The two facilities host about 2,700 animals of 390 different species. About one-fifth of them are endangered or threatened. Most species are on exhibit at the Rock Creek Park campus. The best-known residents are the giant pandas, but the zoo is also home to birds, great apes, big cats, Asian elephants, insects, amphibians, reptiles, aquatic animals, small mammals, and many more. The SCBI facility houses between 30 and 40 endangered species at any given time, depending on research needs and recommendations from the zoo and the conservation community. The zoo was one of the first to establish a scientific research program. Because it is a part of the Smithsonian Institution, the National Zoo receives federal appropriations for operating expenses. A new master plan for the park was introduced in 2008 to upgrade the park’s exhibits and layout.
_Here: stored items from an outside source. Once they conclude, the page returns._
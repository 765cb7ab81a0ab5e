/*
 * This Source Code Form is subject to the terms of the Mozilla Public
 * License, v. 2.0. If a copy of the MPL was not distributed with this
 * file, You can obtain one at https://mozilla.org/MPL/2.0/.
 */

use crate::report::{Measurement, SystemMeasurements};

/// Cumulative jiffies from the aggregate `cpu ` line of `/proc/stat`.
#[derive(Debug, Clone, Copy, Default, PartialEq, Eq)]
pub struct CpuTimes {
    pub user: i64,
    pub nice: i64,
    pub system: i64,
    pub idle: i64,
    pub iowait: i64,
    pub irq: i64,
    pub soft_irq: i64,
    pub steal: i64,
    pub guest: i64,
    pub guest_nice: i64,
}
impl CpuTimes {
    /// Finds the aggregate line and parses it. Per core lines are ignored.
    pub fn parse(stat: &str) -> Option<Self> {
        let line = stat.lines().find(|line| line.starts_with("cpu "))?;
        let fields = line
            .split_whitespace()
            .skip(1)
            .map(|field| field.parse::<i64>().ok())
            .collect::<Option<Vec<_>>>()?;

        if fields.len() < 8 {
            return None;
        }
        // guest and guest_nice are missing on very old kernels
        let field = |i: usize| fields.get(i).copied().unwrap_or(0);

        Some(Self {
            user: field(0),
            nice: field(1),
            system: field(2),
            idle: field(3),
            iowait: field(4),
            irq: field(5),
            soft_irq: field(6),
            steal: field(7),
            guest: field(8),
            guest_nice: field(9),
        })
    }

    /// Guest time is already accounted for in user and nice.
    pub fn total(&self) -> i64 {
        self.user
            + self.nice
            + self.system
            + self.idle
            + self.iowait
            + self.irq
            + self.soft_irq
            + self.steal
    }
}

/// Appends one sample per CPU state derived from two consecutive readings. Nothing is appended
/// when the total did not advance (counter reset or a bad read).
pub fn append(sm: &mut SystemMeasurements, now: i64, curr: &CpuTimes, prev: &CpuTimes) {
    let delta = curr.total() - prev.total();
    if delta <= 0 {
        return;
    }

    let pct = |ticks: i64| Measurement::new(now, 100.0 * ticks as f64 / delta as f64);
    let guest = curr.guest - prev.guest;
    let guest_nice = curr.guest_nice - prev.guest_nice;
    let user = curr.user - prev.user - guest;
    let nice = curr.nice - prev.nice - guest_nice;
    let soft_irq = curr.soft_irq - prev.soft_irq;

    sm.cpu_usage_user.push(pct(user));
    sm.cpu_usage_system.push(pct(curr.system - prev.system));
    sm.cpu_usage_idle.push(pct(curr.idle - prev.idle));
    sm.cpu_usage_nice.push(pct(nice));
    sm.cpu_usage_iowait.push(pct(curr.iowait - prev.iowait));
    sm.cpu_usage_irq.push(pct(curr.irq - prev.irq));
    sm.cpu_usage_soft_irq.push(pct(soft_irq));
    sm.cpu_usage_steal.push(pct(curr.steal - prev.steal));
    sm.cpu_usage_guest.push(pct(guest));
    sm.cpu_usage_guest_nice.push(pct(guest_nice));
}
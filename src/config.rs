/*
 * This Source Code Form is subject to the terms of the Mozilla Public
 * License, v. 2.0. If a copy of the MPL was not distributed with this
 * file, You can obtain one at https://mozilla.org/MPL/2.0/.
 */

use crate::{
    benchmark::BenchmarkSpec,
    objects::ObjectSet,
    orchestrator::{LifecycleSettings, OrchestratorSettings, DEFAULT_IMAGE_ID},
    profile::ProfilerKind,
    retry::Backoff,
    system_monitor::MonitorSettings,
};
use anyhow::{anyhow, Context};
use serde::{Deserialize, Serialize};
use std::{
    fs,
    path::{Path, PathBuf},
    time::Duration,
};

// ******** ******** ********
// **    CONFIGURATION     **
// ******** ******** ********
#[derive(Debug, Clone, PartialEq, Deserialize, Serialize)]
#[serde(deny_unknown_fields)]
pub struct Config {
    pub bucket: String,

    /// Falls back to the AWS default provider chain when missing.
    #[serde(default)]
    pub region: Option<String>,
    pub instance_types: Vec<String>,

    #[serde(default = "default_true")]
    pub wait_to_initialize: bool,

    /// 0 runs every job at once.
    #[serde(default)]
    pub benchmark_concurrency: usize,

    #[serde(default = "default_runs")]
    pub benchmark_runs: u32,

    #[serde(default)]
    pub profiler: ProfilerKind,

    #[serde(default = "default_profile_dir")]
    pub profile_dir: PathBuf,

    #[serde(default = "default_result_dir")]
    pub result_dir: PathBuf,

    #[serde(default = "default_image_id")]
    pub image_id: String,

    #[serde(default)]
    pub warm_up_objects: bool,

    #[serde(default)]
    pub objects: Option<ObjectsConfig>,

    #[serde(rename(serialize = "benchmark", deserialize = "benchmark"), default)]
    pub benchmarks: Vec<BenchmarkSpec>,

    #[serde(default)]
    pub lifecycle: LifecycleConfig,

    #[serde(default)]
    pub monitor: MonitorConfig,
}

fn default_true() -> bool {
    true
}

fn default_runs() -> u32 {
    1
}

fn default_profile_dir() -> PathBuf {
    PathBuf::from("profiles")
}

fn default_result_dir() -> PathBuf {
    PathBuf::from("results")
}

fn default_image_id() -> String {
    DEFAULT_IMAGE_ID.to_string()
}

impl Config {
    pub fn try_from_path(path: &Path) -> anyhow::Result<Config> {
        let conf_str = fs::read_to_string(path)
            .context(format!("Unable to read config file {}", path.display()))?;
        Config::try_from_str(&conf_str)
    }

    pub fn try_from_str(conf_str: &str) -> anyhow::Result<Config> {
        let config = toml::from_str::<Config>(conf_str)
            .map_err(|e| anyhow!("TOML parsing error: {}", e))?;
        config.validate()?;
        Ok(config)
    }

    fn validate(&self) -> anyhow::Result<()> {
        if self.bucket.trim().is_empty() {
            return Err(anyhow!("`bucket` must not be empty"));
        }
        if self.instance_types.is_empty() {
            return Err(anyhow!("`instance_types` must not be empty"));
        }
        if let Some(dup) = first_duplicate(&self.instance_types) {
            return Err(anyhow!("instance type {dup} is listed twice"));
        }
        Ok(())
    }

    /// Runtime settings for the orchestrator, with every default filled in.
    pub fn orchestrator_settings(&self) -> OrchestratorSettings {
        let lifecycle = self.lifecycle.settings();
        OrchestratorSettings {
            bucket: self.bucket.clone(),
            instance_types: self.instance_types.clone(),
            image_id: self.image_id.clone(),
            wait_to_initialize: self.wait_to_initialize,
            concurrency: self.benchmark_concurrency,
            runs: self.benchmark_runs.max(1),
            profiler: self.profiler,
            profile_dir: self.profile_dir.clone(),
            warm_up_objects: self.warm_up_objects,
            lifecycle,
            monitor: self.monitor.settings(lifecycle.install),
        }
    }

    /// Loads the object specs, resolving a relative CSV path against `base_dir`. A config
    /// without an `[objects]` table benchmarks an empty object set.
    pub fn load_objects(&self, base_dir: &Path) -> anyhow::Result<ObjectSet> {
        match &self.objects {
            Some(objects) => ObjectSet::try_from_path(
                &objects.name,
                &objects.description,
                &base_dir.join(&objects.path),
            ),
            None => Ok(ObjectSet::default()),
        }
    }
}

fn first_duplicate(items: &[String]) -> Option<&str> {
    items
        .iter()
        .enumerate()
        .find(|&(i, item)| items[..i].contains(item))
        .map(|(_, item)| item.as_str())
}

#[derive(Debug, Clone, PartialEq, Eq, Deserialize, Serialize)]
#[serde(deny_unknown_fields)]
pub struct ObjectsConfig {
    pub name: String,
    #[serde(default)]
    pub description: String,

    /// CSV of `key,size` lines.
    pub path: PathBuf,
}

#[derive(Debug, Clone, Copy, PartialEq, Eq, Deserialize, Serialize)]
#[serde(deny_unknown_fields)]
pub struct BackoffConfig {
    pub attempts: u32,
    pub interval_secs: u64,
}
impl From<BackoffConfig> for Backoff {
    fn from(conf: BackoffConfig) -> Self {
        Backoff::new(conf.attempts, Duration::from_secs(conf.interval_secs))
    }
}

/// Overrides of the lifecycle timings, anything missing keeps its default.
#[derive(Debug, Clone, Default, PartialEq, Eq, Deserialize, Serialize)]
#[serde(deny_unknown_fields)]
pub struct LifecycleConfig {
    pub launch: Option<BackoffConfig>,
    pub health: Option<BackoffConfig>,
    pub public_ip: Option<BackoffConfig>,
    pub reachability: Option<BackoffConfig>,
    pub termination: Option<BackoffConfig>,
    pub install: Option<BackoffConfig>,
    pub start_jitter_secs: Option<u64>,
    pub iam_propagation_delay_secs: Option<u64>,
}
impl LifecycleConfig {
    pub fn settings(&self) -> LifecycleSettings {
        let defaults = LifecycleSettings::default();

        LifecycleSettings {
            launch: backoff_or(self.launch, defaults.launch),
            health: backoff_or(self.health, defaults.health),
            public_ip: backoff_or(self.public_ip, defaults.public_ip),
            reachability: backoff_or(self.reachability, defaults.reachability),
            termination: backoff_or(self.termination, defaults.termination),
            install: backoff_or(self.install, defaults.install),
            start_jitter: self
                .start_jitter_secs
                .map_or(defaults.start_jitter, Duration::from_secs),
            iam_propagation_delay: self
                .iam_propagation_delay_secs
                .map_or(defaults.iam_propagation_delay, Duration::from_secs),
        }
    }
}

fn backoff_or(conf: Option<BackoffConfig>, default: Backoff) -> Backoff {
    conf.map_or(default, Backoff::from)
}

#[derive(Debug, Clone, Default, PartialEq, Eq, Deserialize, Serialize)]
#[serde(deny_unknown_fields)]
pub struct MonitorConfig {
    pub period_ms: Option<u64>,
    pub jitter_budget_ms: Option<u64>,
}
impl MonitorConfig {
    pub fn settings(&self, install: Backoff) -> MonitorSettings {
        let defaults = MonitorSettings::default();
        MonitorSettings {
            period: self.period_ms.map_or(defaults.period, Duration::from_millis),
            jitter_budget: self
                .jitter_budget_ms
                .map_or(defaults.jitter_budget, Duration::from_millis),
            install,
        }
    }
}

#[cfg(test)]
mod tests {
    use super::*;
    use serde_json::Value;

    const MINIMAL: &str = r#"
bucket = "bench-data"
instance_types = ["c5n.large"]
"#;

    #[test]
    fn defaults() -> anyhow::Result<()> {
        let config = Config::try_from_str(MINIMAL)?;
        let settings = config.orchestrator_settings();

        assert_eq!(config.region, None);
        assert_eq!(config.result_dir, PathBuf::from("results"));
        assert!(config.benchmarks.is_empty());
        assert!(settings.wait_to_initialize);
        assert_eq!(settings.concurrency, 0);
        assert_eq!(settings.runs, 1);
        assert_eq!(settings.image_id, DEFAULT_IMAGE_ID);
        assert_eq!(settings.profiler, ProfilerKind::None);
        assert_eq!(settings.lifecycle, LifecycleSettings::default());
        assert_eq!(settings.monitor, MonitorSettings::default());
        Ok(())
    }

    #[test]
    fn full_config() -> anyhow::Result<()> {
        let config = Config::try_from_str(
            r#"
bucket = "bench-data"
region = "eu-west-1"
instance_types = ["c5n.large", "c5n.18xlarge"]
wait_to_initialize = false
benchmark_concurrency = 2
benchmark_runs = 0
profiler = "vtune"

[objects]
name = "small"
path = "objects.csv"

[[benchmark]]
type = "aws_cli"
[benchmark.input]
Name = "cli"

[lifecycle]
reachability = { attempts = 3, interval_secs = 1 }
start_jitter_secs = 0

[monitor]
period_ms = 500
"#,
        )?;
        let settings = config.orchestrator_settings();

        assert_eq!(config.region.as_deref(), Some("eu-west-1"));
        assert!(!settings.wait_to_initialize);
        assert_eq!(settings.concurrency, 2);
        // fewer than one run means one run
        assert_eq!(settings.runs, 1);
        assert_eq!(settings.profiler, ProfilerKind::VTune);
        assert_eq!(
            settings.lifecycle.reachability,
            Backoff::new(3, Duration::from_secs(1))
        );
        assert_eq!(settings.lifecycle.start_jitter, Duration::ZERO);
        assert_eq!(
            settings.lifecycle.launch,
            LifecycleSettings::default().launch
        );
        assert_eq!(settings.monitor.period, Duration::from_millis(500));

        assert_eq!(config.benchmarks.len(), 1);
        assert_eq!(config.benchmarks[0].kind, "aws_cli");
        assert_eq!(
            config.benchmarks[0].input.get("Name"),
            Some(&Value::from("cli"))
        );
        assert_eq!(
            config.objects.map(|objects| objects.path),
            Some(PathBuf::from("objects.csv"))
        );
        Ok(())
    }

    #[test]
    fn rejects_invalid_configs() {
        let invalid = [
            "bucket = 'b'\ninstance_types = []",
            "bucket = ''\ninstance_types = ['a']",
            "bucket = 'b'\ninstance_types = ['a', 'a']",
            "bucket = 'b'\ninstance_types = ['a']\nprofiler = 'perf'",
            "bucket = 'b'\ninstance_types = ['a']\ntypo = 1",
        ];
        for conf in invalid {
            assert!(Config::try_from_str(conf).is_err(), "{conf}");
        }
    }

    #[test]
    fn missing_objects_table_is_an_empty_set() -> anyhow::Result<()> {
        let config = Config::try_from_str(MINIMAL)?;
        let objects = config.load_objects(Path::new("."))?;
        assert!(objects.specs.is_empty());
        Ok(())
    }
}
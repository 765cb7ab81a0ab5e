/*
 * This Source Code Form is subject to the terms of the Mozilla Public
 * License, v. 2.0. If a copy of the MPL was not distributed with this
 * file, You can obtain one at https://mozilla.org/MPL/2.0/.
 */

pub mod aws_cli;
pub mod registry;
pub mod runner;

use crate::{retry::Backoff, target::Target};
use async_trait::async_trait;
use serde::{Deserialize, Serialize};
use serde_json::{Map, Value};
use std::sync::Arc;

pub use registry::BenchmarkRegistry;
pub use runner::BenchmarkRunner;

/// Everything a benchmark needs to know about the machine and data it runs against. Each job
/// builds its own.
#[derive(Clone)]
pub struct BenchmarkContext {
    pub target: Arc<dyn Target>,

    /// Baseline network bandwidth of the instance type in Gbps.
    pub desired_throughput_gbps: f64,
    pub bucket: String,
    pub keys: Arc<Vec<String>>,
    pub region: String,

    /// Retry policy for installing software on the target.
    pub install: Backoff,
}

/// What one execution of a benchmark command produced.
#[derive(Debug, Clone, Default, PartialEq)]
pub struct BenchmarkOutput {
    pub total_time_sec: f64,
    pub metadata: Vec<Value>,
}

#[async_trait]
pub trait Benchmark: Send + Sync {
    /// May install software or copy files onto the target.
    async fn set_up(&mut self, ctx: &BenchmarkContext) -> anyhow::Result<()>;

    /// The command which runs the benchmark, including any warm up.
    fn command(&self) -> anyhow::Result<String>;

    fn parse_command_output(&self, output: &str) -> anyhow::Result<BenchmarkOutput>;

    fn name(&self) -> &str;

    /// Echoed into the report, not otherwise interpreted.
    fn input(&self) -> Map<String, Value>;
}

/// A benchmark as written in a benchmark file or the config: a registered type tag and whatever
/// input that type accepts.
#[derive(Debug, Clone, PartialEq, Serialize, Deserialize)]
pub struct BenchmarkSpec {
    #[serde(rename = "Type", alias = "type")]
    pub kind: String,

    #[serde(rename = "Input", alias = "input", default)]
    pub input: Map<String, Value>,
}
impl BenchmarkSpec {
    pub fn new(kind: &str, input: Map<String, Value>) -> Self {
        Self {
            kind: kind.to_string(),
            input,
        }
    }

    /// Reads a JSON array of benchmark specs.
    pub fn from_json(json: &str) -> anyhow::Result<Vec<Self>> {
        Ok(serde_json::from_str(json)?)
    }
}

/// Returns the last line of `output` which is not just whitespace.
pub fn last_non_empty_line(output: &str) -> Option<&str> {
    output.lines().rev().find(|line| !line.trim().is_empty())
}
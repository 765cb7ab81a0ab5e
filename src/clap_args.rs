/*
 * This Source Code Form is subject to the terms of the Mozilla Public
 * License, v. 2.0. If a copy of the MPL was not distributed with this
 * file, You can obtain one at https://mozilla.org/MPL/2.0/.
 */

use clap::{Parser, Subcommand};
use std::path::PathBuf;

#[derive(Parser, Debug)]
#[command(version, about, long_about = None)]
pub struct Args {
    /// Verbose mode (-v, --verbose)
    #[arg(short, long)]
    pub verbose: bool,

    #[command(subcommand)]
    pub command: Commands,
}

#[derive(Subcommand, Debug)]
pub enum Commands {
    /// Provision the benchmark network, run every benchmark on every instance type, then tear
    /// everything down
    Run {
        /// Path to the TOML config
        #[arg(short, long, default_value = "s3bench.toml")]
        config: PathBuf,

        /// JSON file with an array of benchmarks, may be repeated
        #[arg(short, long = "benchmark-file")]
        benchmark_files: Vec<PathBuf>,

        /// Number of jobs to run at once, overrides the config (0 = all at once)
        #[arg(long)]
        concurrency: Option<usize>,

        /// Where report.json is written, overrides the config
        #[arg(long)]
        result_dir: Option<PathBuf>,
    },

    /// List the available benchmark types
    Benchmarks,
}

pub fn parse() -> Args {
    Args::parse()
}
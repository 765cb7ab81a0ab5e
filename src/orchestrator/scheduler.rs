/*
 * This Source Code Form is subject to the terms of the Mozilla Public
 * License, v. 2.0. If a copy of the MPL was not distributed with this
 * file, You can obtain one at https://mozilla.org/MPL/2.0/.
 */

use crate::benchmark::{Benchmark, BenchmarkRegistry, BenchmarkSpec};
use anyhow::{anyhow, Context};
use itertools::Itertools;
use serde_json::{Map, Value};
use std::{future::Future, sync::Arc};
use tokio::{
    sync::{mpsc, Semaphore},
    task::JoinSet,
};
use tracing::error;

/// One (benchmark, instance type) pair. Its position in the job list is its identity.
pub struct Job {
    pub benchmark: Box<dyn Benchmark>,
    pub instance_type: String,
}

/// What the report needs about a job if the job never produces a report itself.
#[derive(Debug, Clone, PartialEq)]
pub struct JobLabel {
    pub name: String,
    pub input: Map<String, Value>,
    pub instance_type: String,
}

/// Builds every job of the cross product `specs × instance_types`, benchmark major. Each job gets
/// its own benchmark instance.
pub fn expand_jobs(
    registry: &BenchmarkRegistry,
    specs: &[BenchmarkSpec],
    instance_types: &[String],
) -> anyhow::Result<Vec<Job>> {
    specs
        .iter()
        .cartesian_product(instance_types)
        .map(|(spec, instance_type)| {
            let benchmark = registry
                .create(spec)
                .context(format!("creating a {} benchmark failed", spec.kind))?;
            Ok(Job {
                benchmark,
                instance_type: instance_type.clone(),
            })
        })
        .collect()
}

impl Job {
    pub fn label(&self) -> JobLabel {
        JobLabel {
            name: self.benchmark.name().to_string(),
            input: self.benchmark.input(),
            instance_type: self.instance_type.clone(),
        }
    }
}

/// Runs `run` on every job. With `concurrency == 0` every job starts immediately, otherwise at
/// most `concurrency` run at once and the rest queue.
///
/// Jobs never affect each other: a failing or panicking job only produces an error in its own
/// slot. Outcomes are returned in job order.
pub async fn run_jobs<J, T, F, Fut>(
    jobs: Vec<J>,
    concurrency: usize,
    run: F,
) -> Vec<anyhow::Result<T>>
where
    J: Send + 'static,
    T: Send + 'static,
    F: Fn(J) -> Fut,
    Fut: Future<Output = anyhow::Result<T>> + Send + 'static,
{
    let job_count = jobs.len();
    let pool = (concurrency > 0).then(|| Arc::new(Semaphore::new(concurrency)));

    // sized so no job ever waits on the collector
    let (results_tx, mut results_rx) = mpsc::channel(job_count.max(1));

    let mut join_set = JoinSet::new();
    for (index, job) in jobs.into_iter().enumerate() {
        let pool = pool.clone();
        let results_tx = results_tx.clone();
        let fut = run(job);

        join_set.spawn(async move {
            let _permit = match pool {
                Some(pool) => match pool.acquire_owned().await {
                    Ok(permit) => Some(permit),
                    Err(err) => {
                        let _ = results_tx.send((index, Err(anyhow!(err)))).await;
                        return;
                    }
                },
                None => None,
            };

            let outcome = fut.await;
            let _ = results_tx.send((index, outcome)).await;
        });
    }
    drop(results_tx);

    while let Some(joined) = join_set.join_next().await {
        if let Err(err) = joined {
            error!("Benchmark job did not complete: {err}");
        }
    }

    let mut outcomes = (0..job_count).map(|_| None).collect::<Vec<_>>();
    while let Some((index, outcome)) = results_rx.recv().await {
        outcomes[index] = Some(outcome);
    }

    outcomes
        .into_iter()
        .map(|outcome| outcome.unwrap_or_else(|| Err(anyhow!("benchmark job panicked"))))
        .collect()
}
David M. Rubenstein Giant Panda Habitat 

The zoo’s Giant Panda Habitat features three outdoor areas with animal enrichment, an indoor area with a rocky outcrop, a waterfall, and viewing areas. The zoo’s pandas, Mei Xiang and Tian Tian are on loan from the China Wildlife Conservation Association and will live there until 2023. They are the focus of research, conservation, and breeding program that aims to preserve the species. The pandas live at the David M. Rubenstein Giant Panda Habitat, a state-of-the-art indoor and outdoor exhibit. The exhibit is designed to replicate the rocky, lush terrain of the pandas’ natural habitat. EZ DC Junk Removal

Asia Trail

A group of Asia-themed exhibits opened in 2006. Along with the giant pandas, the area also displays sloth bears, fishing cats, red pandas, a clouded leopard, Asian small-clawed otters, and Asian elephants. Next to the pandas is an exhibit formerly for a Japanese giant salamander, which is now home to several Northern snakeheads.